MySQL Full Text Indexing

I've been toying with the idea of writing my own "mini search engines" on targeted topics for some time now, primarily so that I can put advertisements on them and maybe make a few extra bucks. I initially thought I would use ASP.NET and MS SQL Server, but then I found out something wonderful:

MySQL 4.0 and later supports full text indexing!

And boy, talk about a breeze to implement. Using MySQL Control Center, you simply edit the table and create a new index, selecting the FULL TEXT radio button. Tada! Instant full text indexing.

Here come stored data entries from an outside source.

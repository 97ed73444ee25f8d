/// Tab monitor: turns navigation and activation events into resolutions
///
/// Per tracked domain the flow is Idle → Resolving → Found/NotFound.
/// Re-seeing the tracked domain is a no-op; every domain change starts a
/// new generation, and any continuation from an older generation (a late
/// resolution, a pending notification timer) drops itself on re-entry.
/// Resolver failures are logged and swallowed; a dead lookup must never
/// block future navigations.
use gloo_timers::future::TimeoutFuture;

use crate::contacts::{Blacklist, RecentChats};
use crate::{browser, domain, notify, resolver, state, store};

const NOTIFY_DELAY_MS: u32 = 500;

/// Entry point for "tab finished loading" and "tab activated" events.
pub async fn on_tab_event(tab_id: i32, url: Option<String>) {
    process_tab(tab_id, url, false).await;
}

/// Re-run the pipeline for the active tab, bypassing the domain-equality
/// short-circuit. Used when monitoring is re-enabled.
pub async fn refresh_active_tab() {
    match browser::active_tab().await {
        Ok(Some(tab)) => {
            if let Some(id) = tab.id {
                process_tab(id, tab.url, true).await;
            }
        }
        Ok(None) => {}
        Err(e) => log::warn!("active tab query failed: {e:?}"),
    }
}

/// Clear the active tab's badge; used when monitoring is disabled.
pub async fn clear_active_tab_badge() {
    if let Ok(Some(tab)) = browser::active_tab().await {
        if let Some(id) = tab.id {
            clear_badge(id).await;
        }
    }
}

/// Tab-update events fire several times per navigation; an unchanged
/// domain means the pipeline already ran (or is running) for it.
fn needs_update(current: Option<&str>, next: Option<&str>, force: bool) -> bool {
    force || current != next
}

/// Pre-resolution gating. `None` means skip resolution entirely
/// (blacklisted); `Some(should_notify)` fixes the notification decision
/// before the lookup starts, from the persisted snapshot.
fn resolution_plan(domain: &str, blacklist: &Blacklist, recent: &RecentChats) -> Option<bool> {
    if blacklist.contains(domain) {
        return None;
    }
    Some(!recent.contains(domain))
}

async fn process_tab(tab_id: i32, url: Option<String>, force: bool) {
    let extracted = url.as_deref().and_then(domain::extract_domain);

    if !state::with_state(|s| needs_update(s.current_domain(), extracted.as_deref(), force)) {
        return;
    }

    let generation = state::with_state(|s| s.set_domain(extracted.clone()));

    if !state::with_state(|s| s.enabled()) {
        clear_badge(tab_id).await;
        return;
    }

    let Some(tracked) = extracted else {
        clear_badge(tab_id).await;
        return;
    };

    // Snapshot the persisted lists before resolving; shouldNotify is fixed
    // at this point even though the resolution may take a while.
    let blacklist = store::load_blacklist().await.unwrap_or_else(|e| {
        log::warn!("blacklist read failed: {e:?}");
        Blacklist::new()
    });
    let recent = store::load_recent_chats().await.unwrap_or_else(|e| {
        log::warn!("recent chats read failed: {e:?}");
        RecentChats::new()
    });

    let Some(should_notify) = resolution_plan(&tracked, &blacklist, &recent) else {
        log::debug!("{tracked} is blacklisted, skipping resolution");
        clear_badge(tab_id).await;
        return;
    };

    match resolver::resolve(&tracked).await {
        Some(owner) => {
            if !state::with_state(|s| s.commit_resolution(generation, owner)) {
                log::debug!("dropping stale resolution for {tracked}");
                return;
            }

            if let Err(e) = browser::show_active_badge(tab_id).await {
                log::warn!("badge update failed on tab {tab_id}: {e:?}");
            }

            if should_notify {
                // Let the tab UI settle before interrupting the user
                TimeoutFuture::new(NOTIFY_DELAY_MS).await;
                if state::with_state(|s| s.generation() == generation) {
                    notify::owner_found(&tracked).await;
                }
            }
        }
        None => {
            if !state::with_state(|s| s.commit_miss(generation)) {
                log::debug!("dropping stale lookup miss for {tracked}");
                return;
            }
            clear_badge(tab_id).await;
        }
    }
}

async fn clear_badge(tab_id: i32) {
    if let Err(e) = browser::clear_badge(tab_id).await {
        log::debug!("could not clear badge on tab {tab_id}: {e:?}");
    }
}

In fact, MySQL offers some significant advantages over SQL Server in the arena of full text indexing.

  1. In MySQL, full text is activated automatically (you have to turn it on for SQL Server, which is a pain if your site is hosted by somebody else).
  2. In MySQL, the full text indexes are updated automatically as records are inserted (in SQL Server you have to rebuild the indexes every time--yuck).

Querying your full text indexes is also simple. Let's say I've created a full text index on a table called "documents", with the full text index on two fields "title" and "body". You can query it like this:

SELECT title, body FROM documents WHERE MATCH(title, body) AGAINST ('keyword phrase')

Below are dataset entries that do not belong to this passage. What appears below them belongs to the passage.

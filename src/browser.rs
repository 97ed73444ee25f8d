/// chrome.* API bindings for the background worker
///
/// All extern declarations live here; callers get typed async wrappers.
/// Detail objects are built from serde structs so the wire field names
/// (tabId, iconUrl, ...) stay in one place.
use serde::{Deserialize, Serialize};
use wasm_bindgen::prelude::*;
use wasm_bindgen_futures::JsFuture;

const BADGE_ACTIVE_TEXT: &str = "✓";
const BADGE_ACTIVE_COLOR: &str = "#16a34a";
const NOTIFICATION_ICON: &str = "icons/icon128.png";

#[wasm_bindgen]
extern "C" {
    #[wasm_bindgen(js_namespace = ["chrome", "action"], js_name = setBadgeText)]
    fn set_badge_text(details: JsValue) -> js_sys::Promise;

    #[wasm_bindgen(js_namespace = ["chrome", "action"], js_name = setBadgeBackgroundColor)]
    fn set_badge_background_color(details: JsValue) -> js_sys::Promise;

    #[wasm_bindgen(js_namespace = ["chrome", "action"], js_name = openPopup)]
    fn open_popup() -> js_sys::Promise;

    #[wasm_bindgen(js_namespace = ["chrome", "notifications"], js_name = create)]
    fn create_notification(notification_id: &str, options: JsValue) -> js_sys::Promise;

    #[wasm_bindgen(js_namespace = ["chrome", "tabs"], js_name = query)]
    fn query_tabs(query_info: JsValue) -> js_sys::Promise;
}

#[derive(Serialize)]
#[serde(rename_all = "camelCase")]
struct BadgeText<'a> {
    tab_id: i32,
    text: &'a str,
}

#[derive(Serialize)]
#[serde(rename_all = "camelCase")]
struct BadgeColor<'a> {
    tab_id: i32,
    color: &'a str,
}

#[derive(Serialize)]
#[serde(rename_all = "camelCase")]
struct TabQuery {
    active: bool,
    current_window: bool,
}

#[derive(Serialize)]
#[serde(rename_all = "camelCase")]
struct NotificationOptions<'a> {
    r#type: &'a str,
    icon_url: &'a str,
    title: &'a str,
    message: &'a str,
}

/// The subset of a chrome tab object the monitor cares about. Tabs
/// without an id (e.g. devtools windows) are skipped by callers.
#[derive(Debug, Deserialize)]
pub struct TabRef {
    #[serde(default)]
    pub id: Option<i32>,
    #[serde(default)]
    pub url: Option<String>,
}

/// Mark the tab's action icon: a registered owner was found.
pub async fn show_active_badge(tab_id: i32) -> Result<(), JsValue> {
    let text = serde_wasm_bindgen::to_value(&BadgeText { tab_id, text: BADGE_ACTIVE_TEXT })?;
    JsFuture::from(set_badge_text(text)).await?;

    let color = serde_wasm_bindgen::to_value(&BadgeColor { tab_id, color: BADGE_ACTIVE_COLOR })?;
    JsFuture::from(set_badge_background_color(color)).await?;
    Ok(())
}

/// Remove the badge (the empty string is how setBadgeText spells "none").
pub async fn clear_badge(tab_id: i32) -> Result<(), JsValue> {
    let text = serde_wasm_bindgen::to_value(&BadgeText { tab_id, text: "" })?;
    JsFuture::from(set_badge_text(text)).await?;
    Ok(())
}

/// Ask the browser to open the extension popup. Rejects when there is no
/// active browser window to attach it to.
pub async fn try_open_popup() -> Result<(), JsValue> {
    JsFuture::from(open_popup()).await?;
    Ok(())
}

/// Create (or replace) the system notification keyed to `domain`, so
/// repeat resolutions for one domain never stack up.
pub async fn create_owner_notification(domain: &str) -> Result<(), JsValue> {
    let id = format!("chainchat-{domain}");
    let options = serde_wasm_bindgen::to_value(&NotificationOptions {
        r#type: "basic",
        icon_url: NOTIFICATION_ICON,
        title: "Domain owner found",
        message: &format!("The owner of {domain} accepts chat messages."),
    })?;
    JsFuture::from(create_notification(&id, options)).await?;
    Ok(())
}

/// The active tab of the current window, if any.
pub async fn active_tab() -> Result<Option<TabRef>, JsValue> {
    let query = serde_wasm_bindgen::to_value(&TabQuery { active: true, current_window: true })?;
    let tabs = JsFuture::from(query_tabs(query)).await?;
    let mut tabs: Vec<TabRef> = serde_wasm_bindgen::from_value(tabs).map_err(JsValue::from)?;
    if tabs.is_empty() {
        Ok(None)
    } else {
        Ok(Some(tabs.swap_remove(0)))
    }
}
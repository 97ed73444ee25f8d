/// Notification policy: how the user is told an owner was found
///
/// Best-effort and fire-and-forget. Opening the popup is preferred; a
/// per-domain system notification is the fallback. Nothing here ever
/// propagates an error to the monitor.
use crate::browser;

pub async fn owner_found(domain: &str) {
    if browser::try_open_popup().await.is_ok() {
        return;
    }

    log::info!("popup could not be opened, falling back to a notification for {domain}");
    if let Err(e) = browser::create_owner_notification(domain).await {
        log::warn!("notification for {domain} failed: {e:?}");
    }
}
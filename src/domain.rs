/// Domain extraction and normalization for ChainChat
use url::Url;

/// Extract the normalized domain from a tab URL
///
/// Algorithm:
/// 1. Parse the URL and take its hostname
/// 2. Lowercase it
/// 3. Strip a single leading "www." prefix
/// 4. Reject anything without a "." or shorter than 3 characters
///
/// Examples:
/// - https://www.Example.com/page → example.com
/// - https://docs.example.com/guide → docs.example.com
/// - chrome://newtab, about:blank, "" → None
pub fn extract_domain(url: &str) -> Option<String> {
    if url.trim().is_empty() {
        return None;
    }

    let parsed = Url::parse(url).ok()?;
    let host = parsed.host_str()?.to_lowercase();

    normalize_domain(&host)
}

/// Normalize an already-extracted hostname with the same rules as
/// `extract_domain`. Used for user-supplied domains (blacklist adds) so
/// membership tests line up with monitor-extracted domains.
pub fn normalize_domain(host: &str) -> Option<String> {
    let host = host.trim().to_lowercase();
    let domain = host.strip_prefix("www.").unwrap_or(&host);

    if !domain.contains('.') || domain.len() < 3 {
        return None;
    }

    Some(domain.to_string())
}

The results are automatically sorted by relevancy. For an example of one of my mini search engines in action, click here.

FINAL NOTE: By default, MySQL considers any term that shows up in 50% or more of the indexed records as a stop term. What that means is that any term showing up in 50% or more of the records, if used as the search term, will return zero results. For an example, try searching for "diet" at my weight loss search engine. No results, because every page in the index is about weight loss.